»»

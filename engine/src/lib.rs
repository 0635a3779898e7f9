//! 对手后端
//!
//! 包含:
//! - UCI 引擎子进程
//! - 共享引擎注册表（句柄计数，最后释放时结束进程）
//! - `.uci` 难度配置
//! - 在线对弈服务客户端（需启用 `online` feature）

mod error;
pub mod online;
pub mod profile;
mod registry;
pub mod uci;

pub use error::{EngineError, Result};
pub use online::{
    Account, ChallengeRequest, GameFull, GameState, GameStreamEvent, OnlineClient, OnlineConfig,
};
pub use profile::{ProfileSection, UciProfile};
pub use registry::{EngineHandle, EngineRegistry};
pub use uci::{Analysis, BestMove, Score, UciEngine};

««

__What you need to do__:
Please go through the listing and return each line that has "registry" in it.

__Task output__:
mod registry;
pub use registry::{EngineHandle, EngineRegistry};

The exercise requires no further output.